◆ **Given information**:
■ ■ ■

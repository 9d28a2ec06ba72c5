//! Suppression of gesture detection after synthetic pointer moves.
//!
//! A KVM tool warping the pointer across a seam, or our own
//! teleport-to-center, produces motion that looks nothing like a hand on a
//! mouse: one huge step, or motion hugging a display edge. The guard spots
//! both and opens a cooldown during which the shake detector must ignore
//! input.

use std::time::{Duration, Instant};

use cursorhome_common::config::ShakeSettings;
use cursorhome_model::{CursorSample, Point, Rect};

/// Thresholds for the edge transition guard.
#[derive(Debug, Clone, Copy, PartialEq)]
pub struct GuardConfig {
    /// Single-step distance treated as a warp (px).
    pub jump_threshold: f64,
    /// Distance from any display edge treated as a seam crossing (px).
    pub edge_margin: f64,
    /// How long suppression lasts after a trigger.
    pub cooldown: Duration,
}

impl Default for GuardConfig {
    fn default() -> Self {
        Self {
            jump_threshold: 200.0,
            edge_margin: 50.0,
            cooldown: Duration::from_millis(500),
        }
    }
}

impl From<&ShakeSettings> for GuardConfig {
    fn from(settings: &ShakeSettings) -> Self {
        Self {
            jump_threshold: settings.jump_threshold_px,
            edge_margin: settings.edge_margin_px,
            cooldown: settings.cooldown(),
        }
    }
}

/// Tracks the last observed location and the end of the current cooldown.
#[derive(Debug, Clone)]
pub struct EdgeTransitionGuard {
    config: GuardConfig,
    display_bounds: Vec<Rect>,
    last_location: Option<Point>,
    cooldown_until: Option<Instant>,
}

impl EdgeTransitionGuard {
    pub fn new(config: GuardConfig, display_bounds: Vec<Rect>) -> Self {
        Self {
            config,
            display_bounds,
            last_location: None,
            cooldown_until: None,
        }
    }

    /// Observe one sample and report whether detection is suppressed.
    ///
    /// A trigger extends the cooldown to `max(current, now + cooldown)`;
    /// the deadline never moves backwards.
    pub fn observe(&mut self, sample: &CursorSample) -> bool {
        let now = sample.timestamp;
        let point = sample.point;

        let jumped = self
            .last_location
            .map(|last| last.distance_to(&point) > self.config.jump_threshold)
            .unwrap_or(false);
        let at_edge = self
            .display_bounds
            .iter()
            .any(|bounds| bounds.near_edge(point, self.config.edge_margin));
        self.last_location = Some(point);

        if jumped || at_edge {
            self.extend_cooldown(now + self.config.cooldown);
            tracing::trace!(
                x = point.x,
                y = point.y,
                jumped,
                at_edge,
                "Gesture suppression triggered"
            );
            return true;
        }

        self.is_suppressing(now)
    }

    /// Whether `now` falls inside the current cooldown.
    pub fn is_suppressing(&self, now: Instant) -> bool {
        self.cooldown_until.is_some_and(|until| now < until)
    }

    /// Open a cooldown from outside, e.g. right after warping the pointer.
    pub fn suppress_from(&mut self, now: Instant) {
        self.extend_cooldown(now + self.config.cooldown);
    }

    /// End of the current cooldown, if one was ever opened.
    pub fn cooldown_until(&self) -> Option<Instant> {
        self.cooldown_until
    }

    /// Replace the display rectangles used for edge tests.
    pub fn set_display_bounds(&mut self, bounds: Vec<Rect>) {
        self.display_bounds = bounds;
    }

    pub fn set_config(&mut self, config: GuardConfig) {
        self.config = config;
    }

    /// Forget location and cooldown.
    pub fn reset(&mut self) {
        self.last_location = None;
        self.cooldown_until = None;
    }

    fn extend_cooldown(&mut self, until: Instant) {
        self.cooldown_until = Some(match self.cooldown_until {
            Some(current) if current > until => current,
            _ => until,
        });
    }
}

#[cfg(test)]
mod tests {
    use super::*;

    fn guard() -> EdgeTransitionGuard {
        EdgeTransitionGuard::new(
            GuardConfig::default(),
            vec![Rect::new(0.0, 0.0, 1920.0, 1080.0)],
        )
    }

    fn at(start: Instant, millis: u64, x: f64, y: f64) -> CursorSample {
        CursorSample::at(x, y, start + Duration::from_millis(millis))
    }

    #[test]
    fn test_small_interior_motion_is_not_suppressed() {
        let start = Instant::now();
        let mut guard = guard();
        assert!(!guard.observe(&at(start, 0, 500.0, 500.0)));
        assert!(!guard.observe(&at(start, 16, 550.0, 500.0)));
        assert!(guard.cooldown_until().is_none());
    }

    #[test]
    fn test_jump_opens_cooldown() {
        let start = Instant::now();
        let mut guard = guard();
        guard.observe(&at(start, 0, 500.0, 500.0));
        assert!(guard.observe(&at(start, 10, 801.0, 500.0)));

        // Small moves stay suppressed until the deadline passes.
        assert!(guard.observe(&at(start, 200, 810.0, 500.0)));
        assert!(guard.observe(&at(start, 509, 820.0, 500.0)));
        assert!(!guard.observe(&at(start, 510, 830.0, 500.0)));
    }

    #[test]
    fn test_edge_proximity_triggers() {
        let start = Instant::now();
        let mut guard = guard();
        assert!(guard.observe(&at(start, 0, 1900.0, 500.0)));
        assert!(guard.observe(&at(start, 0, 500.0, 10.0)));
        // Just outside the display still counts as near the edge.
        assert!(guard.observe(&at(start, 0, 1930.0, 500.0)));
    }

    #[test]
    fn test_cooldown_never_moves_backwards() {
        let start = Instant::now();
        let mut guard = guard();
        guard.suppress_from(start + Duration::from_secs(2));
        let later = guard.cooldown_until();
        guard.suppress_from(start);
        assert_eq!(guard.cooldown_until(), later);
    }

    #[test]
    fn test_reset_clears_state() {
        let start = Instant::now();
        let mut guard = guard();
        guard.suppress_from(start);
        guard.reset();
        assert!(!guard.is_suppressing(start));
        // No previous sample, so a far-away first sample is not a jump.
        assert!(!guard.observe(&at(start, 0, 1000.0, 500.0)));
    }

    #[test]
    fn test_config_from_settings() {
        let settings = ShakeSettings {
            jump_threshold_px: 120.0,
            edge_margin_px: 8.0,
            cooldown_ms: 750,
            ..ShakeSettings::default()
        };
        let config = GuardConfig::from(&settings);
        assert_eq!(config.jump_threshold, 120.0);
        assert_eq!(config.edge_margin, 8.0);
        assert_eq!(config.cooldown, Duration::from_millis(750));
    }
}
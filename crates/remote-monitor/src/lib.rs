//! CursorHome Remote Monitor
//!
//! Detects when the cursor leaves for, or comes back from, another machine
//! by following the log of a mouse-sharing tool such as Synergy:
//!
//! - **Paths:** Well-known log locations plus user-configured ones
//! - **Tailer:** Incremental reads of appended lines, surviving rotation
//! - **Parser:** Free-text log lines to typed transitions
//! - **Watcher:** File-system notifications marshaled onto the event loop
//!
//! The tailer is poll-driven. The watcher only says "look now"; all reads
//! happen on the caller's task.

pub mod parser;
pub mod paths;
pub mod tailer;
pub mod watcher;

pub use parser::{parse, parse_at, parse_batch};
pub use paths::{candidate_paths, default_candidate_paths};
pub use tailer::{LogTailer, TailerState};
pub use watcher::LogWatcher;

■ ■ ■

◆ **Exercise details**: The word "later" appears in some lines of the data. Copy every one of those lines.

◆ **Task output**:
        let later = guard.cooldown_until();
        assert_eq!(guard.cooldown_until(), later);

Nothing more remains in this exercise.